If you’re a fan of using the FSA traffic light system, this is another one of our dips that gets green lights all the way!

 This recipe is great for those leading a healthier lifestyle. 🙂

 

 

Directions:

Place a small saucepan full of cold water over a medium heat. Bring to the boil. Add the beans. Reduce to a simmer. Cover with a lid. Cook for 3-6 minutes or until tender. Drain. Allow to cool slightly.

 

 

Wash the spinach and allow it to drain (if applicable). Wash, dry and gently rip the parsley into half.
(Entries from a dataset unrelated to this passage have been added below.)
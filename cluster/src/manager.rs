// Copyright 2022-2023 CeresDB Project Authors. Licensed under Apache-2.0.

//! Manager of all clusters served by this meta server.

use std::{collections::HashMap, sync::Arc};

use common_types::{
    cluster::{Cluster, ClusterView},
    node::RegisteredNode,
    shard::ShardView,
};
use common_util::{error::BoxError, id_allocator::IdAllocator};
use log::info;
use meta_storage::meta::MetaStorageRef;
use snafu::{ensure, OptionExt, ResultExt};
use tokio::sync::RwLock;

use crate::{
    metadata::{current_ms, ClusterMetadata, ClusterMetadataRef},
    types::CreateClusterOpts,
    AllocId, ClusterAlreadyExists, ClusterNotFound, MetaStorageFailure, Result,
};

const CLUSTER_ID_NAME: &str = "cluster_id";

pub struct ClusterManager {
    meta_storage: MetaStorageRef,
    alloc_step: u64,
    cluster_id_alloc: IdAllocator,
    clusters: RwLock<HashMap<String, ClusterMetadataRef>>,
}

pub type ClusterManagerRef = Arc<ClusterManager>;

impl ClusterManager {
    pub async fn new(meta_storage: MetaStorageRef, alloc_step: u64) -> Result<Self> {
        let cluster_id_base = meta_storage
            .get_root_max_id(CLUSTER_ID_NAME)
            .await
            .context(MetaStorageFailure { msg: "get max id" })?
            .unwrap_or(0);

        Ok(Self {
            meta_storage,
            alloc_step,
            cluster_id_alloc: IdAllocator::new(cluster_id_base, cluster_id_base, alloc_step),
            clusters: RwLock::new(HashMap::new()),
        })
    }

    /// Load every persisted cluster into memory.
    pub async fn load(&self) -> Result<()> {
        let records = self
            .meta_storage
            .list_clusters()
            .await
            .context(MetaStorageFailure { msg: "list clusters" })?;

        let mut clusters = HashMap::with_capacity(records.len());
        for (cluster, _) in records {
            let name = cluster.name.clone();
            let metadata =
                ClusterMetadata::load(self.meta_storage.clone(), cluster, self.alloc_step)
                    .await?;
            clusters.insert(name, Arc::new(metadata));
        }

        info!("Cluster manager loaded, clusters:{}", clusters.len());
        *self.clusters.write().await = clusters;
        Ok(())
    }

    pub async fn create_cluster(
        &self,
        cluster_name: &str,
        opts: CreateClusterOpts,
    ) -> Result<ClusterMetadataRef> {
        {
            let clusters = self.clusters.read().await;
            ensure!(
                !clusters.contains_key(cluster_name),
                ClusterAlreadyExists { cluster_name }
            );
        }

        let cluster_id = {
            let meta_storage = self.meta_storage.clone();
            self.cluster_id_alloc
                .alloc_id(move |max_id| async move {
                    meta_storage
                        .put_root_max_id(CLUSTER_ID_NAME, max_id)
                        .await
                        .box_err()
                })
                .await
                .context(AllocId { msg: "cluster id" })?
        };

        let cluster = Cluster {
            id: cluster_id as u32,
            name: cluster_name.to_string(),
            shard_total: opts.shard_total,
            node_count: opts.node_count,
            topology_type: opts.topology_type,
            procedure_executing_batch_size: opts.procedure_executing_batch_size,
            created_at: current_ms(),
        };
        let view = ClusterView::default();
        self.meta_storage
            .create_cluster(&cluster, &view)
            .await
            .context(MetaStorageFailure { msg: "create cluster" })?;

        // Shard views are created together with the cluster.
        let shard_views: Vec<_> = (0..opts.shard_total).map(ShardView::new).collect();
        self.meta_storage
            .put_shard_views(cluster.id, &shard_views)
            .await
            .context(MetaStorageFailure {
                msg: "put shard views",
            })?;

        info!(
            "Cluster created, cluster:{cluster_name}, id:{}, shard_total:{}",
            cluster.id, opts.shard_total
        );

        let metadata = Arc::new(
            ClusterMetadata::load(self.meta_storage.clone(), cluster, self.alloc_step).await?,
        );
        self.clusters
            .write()
            .await
            .insert(cluster_name.to_string(), metadata.clone());
        Ok(metadata)
    }

    pub async fn get_cluster(&self, cluster_name: &str) -> Result<ClusterMetadataRef> {
        self.clusters
            .read()
            .await
            .get(cluster_name)
            .cloned()
            .context(ClusterNotFound { cluster_name })
    }

    pub async fn list_clusters(&self) -> Vec<ClusterMetadataRef> {
        let clusters = self.clusters.read().await;
        let mut list: Vec<_> = clusters.values().cloned().collect();
        list.sort_by_key(|cluster| cluster.id());
        list
    }

    pub async fn register_node(
        &self,
        cluster_name: &str,
        node: RegisteredNode,
    ) -> Result<()> {
        self.get_cluster(cluster_name).await?.register_node(node).await
    }
}

#[cfg(test)]
mod tests {
    use common_types::cluster::TopologyType;
    use meta_storage::{kv::MemoryKv, meta::MetaStorage};

    use super::*;
    use crate::Error;

    fn test_opts() -> CreateClusterOpts {
        CreateClusterOpts {
            node_count: 2,
            shard_total: 4,
            topology_type: TopologyType::Static,
            procedure_executing_batch_size: 8,
        }
    }

    async fn test_manager() -> ClusterManager {
        let kv = Arc::new(MemoryKv::default());
        let meta_storage =
            Arc::new(MetaStorage::new(kv, "/ceresmeta".to_string()).unwrap());
        ClusterManager::new(meta_storage, 100).await.unwrap()
    }

    #[tokio::test]
    async fn test_create_and_get_cluster() {
        let manager = test_manager().await;

        let cluster = manager
            .create_cluster("defaultCluster", test_opts())
            .await
            .unwrap();
        assert_eq!(cluster.name(), "defaultCluster");

        let err = manager
            .create_cluster("defaultCluster", test_opts())
            .await
            .unwrap_err();
        assert!(matches!(err, Error::ClusterAlreadyExists { .. }));

        assert!(manager.get_cluster("defaultCluster").await.is_ok());
        assert!(matches!(
            manager.get_cluster("missing").await.unwrap_err(),
            Error::ClusterNotFound { .. }
        ));
    }

    #[tokio::test]
    async fn test_reload_persisted_clusters() {
        let kv = Arc::new(MemoryKv::default());
        let meta_storage =
            Arc::new(MetaStorage::new(kv, "/ceresmeta".to_string()).unwrap());

        let manager = ClusterManager::new(meta_storage.clone(), 100).await.unwrap();
        manager
            .create_cluster("defaultCluster", test_opts())
            .await
            .unwrap();

        // A fresh manager over the same storage sees the cluster.
        let reloaded = ClusterManager::new(meta_storage, 100).await.unwrap();
        reloaded.load().await.unwrap();
        let cluster = reloaded.get_cluster("defaultCluster").await.unwrap();
        assert_eq!(cluster.snapshot().await.topology.shard_views.len(), 4);
    }
}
Peel and dice the onion. Peel and finely grate the garlic. Wash, finely zest and then juice the lemon.

We were only half way through our prep at this point!

 

 

Place the beans, yoghurt, parsley, onion, garlic, lemon zest and juice, oil and as much spinach as you can push into a food processor. Season it with some salt and black pepper to taste. Pulse and blend until the mixture starts breaking down; feed the remaining spinach into the food processor’s feed tube. Pour in the water. Blend until combined.

 

 

The mixture will be ‘chunky’. Taste and season as necessary.
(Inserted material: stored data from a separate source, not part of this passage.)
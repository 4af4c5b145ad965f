// Copyright 2022-2023 CeresDB Project Authors. Licensed under Apache-2.0.

//! Create table procedure.
//!
//! The state machine is `Begin -> CheckTableExists -> CreateMetadata ->
//! CreateOnShard -> Finish`; every step is idempotent so a replayed
//! procedure converges instead of duplicating work.

use std::sync::{Mutex, RwLock};

use async_trait::async_trait;
use cluster::{
    metadata::ClusterMetadataRef,
    types::{CreateTableMetadataRequest, ShardVersionUpdate},
};
use common_types::{
    shard::{ShardId, ShardInfo, ShardRole, ShardStatus},
    table::{Table, TableInfo},
};
use log::info;
use serde::{Deserialize, Serialize};
use snafu::{OptionExt, ResultExt};
use tokio::sync::oneshot;

use super::{
    storage::ProcedureParams, Context, Priority, Procedure, ProcedureId, RelatedVersionInfo,
    State, Typ,
};
use crate::{
    eventdispatch::{CreateTableOnShardRequest, EventDispatch, EventDispatchRef, UpdateShardInfo},
    Cancelled, ClusterFailure, Error, ProcedureFailed, Result, ShardNotFound,
    TableAlreadyExists,
};

#[derive(Debug, Clone, Serialize, Deserialize)]
pub struct CreateTableParams {
    pub schema_name: String,
    pub table_name: String,
    /// The shard picked for the table at submission time.
    pub shard_id: ShardId,
}

#[derive(Debug, Clone)]
pub struct CreateTableResult {
    pub table: Table,
    pub shard_info: ShardInfo,
}

/// Create `table` on the node owning `shard_id` and commit the mapping at
/// the shard version reported back by the node.
pub(crate) async fn create_on_shard(
    metadata: &ClusterMetadataRef,
    dispatch: &EventDispatchRef,
    schema_name: &str,
    table: &Table,
    shard_id: ShardId,
) -> Result<ShardInfo> {
    let snapshot = metadata.snapshot().await;
    let shard_view = snapshot
        .topology
        .shard_view(shard_id)
        .with_context(|| ShardNotFound {
            msg: format!("shard not found, shard_id:{shard_id}"),
        })?;
    let binding = snapshot
        .topology
        .shard_node(shard_id)
        .with_context(|| ShardNotFound {
            msg: format!("shard is unassigned, shard_id:{shard_id}"),
        })?;

    let prev_version = shard_view.version;
    let curr_shard_info = ShardInfo {
        id: shard_id,
        role: ShardRole::Leader,
        version: prev_version,
        status: ShardStatus::Ready,
    };
    let latest_version = dispatch
        .create_table_on_shard(
            &binding.node,
            CreateTableOnShardRequest {
                update_shard_info: UpdateShardInfo {
                    curr_shard_info,
                    prev_version,
                },
                table_info: TableInfo::new(table.clone(), schema_name.to_string()),
            },
        )
        .await?;

    metadata
        .add_table_topology(
            ShardVersionUpdate {
                shard_id,
                prev_version,
                latest_version,
            },
            table.clone(),
        )
        .await
        .context(ClusterFailure)?;

    Ok(ShardInfo {
        id: shard_id,
        role: ShardRole::Leader,
        version: latest_version,
        status: ShardStatus::Ready,
    })
}

enum FsmState {
    Begin,
    CheckTableExists,
    CreateMetadata { existing: Option<Table> },
    CreateOnShard { table: Table },
    Finish { table: Table, shard_info: ShardInfo },
}

pub struct CreateTableProcedure {
    id: ProcedureId,
    params: CreateTableParams,
    metadata: ClusterMetadataRef,
    dispatch: EventDispatchRef,
    related: RelatedVersionInfo,
    state: RwLock<State>,
    result_tx: Mutex<Option<oneshot::Sender<Result<CreateTableResult>>>>,
}

impl CreateTableProcedure {
    pub fn new(
        id: ProcedureId,
        metadata: ClusterMetadataRef,
        dispatch: EventDispatchRef,
        related: RelatedVersionInfo,
        params: CreateTableParams,
    ) -> Self {
        Self {
            id,
            params,
            metadata,
            dispatch,
            related,
            state: RwLock::new(State::Init),
            result_tx: Mutex::new(None),
        }
    }

    /// Register the result channel; only the submitter calls this, recovered
    /// procedures run without one.
    pub fn subscribe_result(&self) -> oneshot::Receiver<Result<CreateTableResult>> {
        let (tx, rx) = oneshot::channel();
        *self.result_tx.lock().unwrap() = Some(tx);
        rx
    }

    fn set_state(&self, state: State) {
        *self.state.write().unwrap() = state;
    }

    fn send_result(&self, result: Result<CreateTableResult>) {
        if let Some(tx) = self.result_tx.lock().unwrap().take() {
            let _ = tx.send(result);
        }
    }

    async fn run(&self, ctx: &Context) -> Result<CreateTableResult> {
        let mut state = FsmState::Begin;
        loop {
            ctx.ensure_running()?;
            state = match state {
                FsmState::Begin => FsmState::CheckTableExists,
                FsmState::CheckTableExists => {
                    let table = self
                        .metadata
                        .get_table(&self.params.schema_name, &self.params.table_name)
                        .await
                        .context(ClusterFailure)?;
                    if let Some(table) = &table {
                        // Metadata and shard mapping both present means the
                        // table is fully created.
                        if self.metadata.get_table_shard(table.id).await.is_some() {
                            return TableAlreadyExists {
                                msg: format!(
                                    "table:{}.{}",
                                    self.params.schema_name, self.params.table_name
                                ),
                            }
                            .fail();
                        }
                    }
                    FsmState::CreateMetadata { existing: table }
                }
                FsmState::CreateMetadata { existing } => {
                    let table = match existing {
                        Some(table) => table,
                        None => self
                            .metadata
                            .create_table_metadata(CreateTableMetadataRequest {
                                schema_name: self.params.schema_name.clone(),
                                table_name: self.params.table_name.clone(),
                                partition_info: None,
                            })
                            .await
                            .context(ClusterFailure)?,
                    };
                    FsmState::CreateOnShard { table }
                }
                FsmState::CreateOnShard { table } => {
                    let shard_info = create_on_shard(
                        &self.metadata,
                        &self.dispatch,
                        &self.params.schema_name,
                        &table,
                        self.params.shard_id,
                    )
                    .await?;
                    FsmState::Finish { table, shard_info }
                }
                FsmState::Finish { table, shard_info } => {
                    self.metadata
                        .delete_table_assignment(
                            &self.params.schema_name,
                            &self.params.table_name,
                        )
                        .await
                        .context(ClusterFailure)?;
                    info!(
                        "Create table procedure finished, id:{}, table:{}.{}, shard_id:{}",
                        self.id, self.params.schema_name, self.params.table_name, shard_info.id
                    );
                    return Ok(CreateTableResult { table, shard_info });
                }
            };
        }
    }
}

#[async_trait]
impl Procedure for CreateTableProcedure {
    fn id(&self) -> ProcedureId {
        self.id
    }

    fn typ(&self) -> Typ {
        Typ::CreateTable
    }

    fn priority(&self) -> Priority {
        Priority::Medium
    }

    fn related_version_info(&self) -> RelatedVersionInfo {
        self.related.clone()
    }

    fn persisted_params(&self) -> ProcedureParams {
        ProcedureParams::CreateTable(self.params.clone())
    }

    async fn start(&self, ctx: Context) -> Result<()> {
        self.set_state(State::Running);
        match self.run(&ctx).await {
            Ok(result) => {
                self.set_state(State::Finished);
                self.send_result(Ok(result));
                Ok(())
            }
            Err(e) => {
                let state = if matches!(e, Error::Cancelled { .. }) {
                    State::Cancelled
                } else {
                    State::Failed
                };
                self.set_state(state);
                let msg = format!("create table failed, id:{}, err:{e}", self.id);
                self.send_result(Err(e));
                ProcedureFailed { msg }.fail()
            }
        }
    }

    async fn cancel(&self) -> Result<()> {
        self.set_state(State::Cancelled);
        self.send_result(Cancelled.fail());
        Ok(())
    }

    fn state(&self) -> State {
        *self.state.read().unwrap()
    }
}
NB: We added a little more lemon juice.

 

 

Remove and transfer the mixture into a resealable container.

 

 

Serve as a dip or sandwich spread.

Ready for sharing! 😀 NB: Our ramekin contained 100g. It was just enough for us to enjoy this whole wheat baguette with.

 

Enjoy!

 

 

NB: Refrigerate in a resealable container; consume within 3 days.

 

 

If preferred…

  • Add a little more oil and some pine nuts…and you’ll have yourself another fun and tasty vegan pesto flavour!
  • Swap the lemon for lime and add a little ground coriander for more of a ‘Mexican-inspired’ taste.
  • Substitute the broad beans for soya beans; our broad beans were cheaper to source!
  • When making this recipe, you may prefer to push the beans out of their skins prior to processing however, by doing this you will reduce the fibre content of this dip/spread.           NB: Broad beans and spinach are both a great source of insoluble fibre!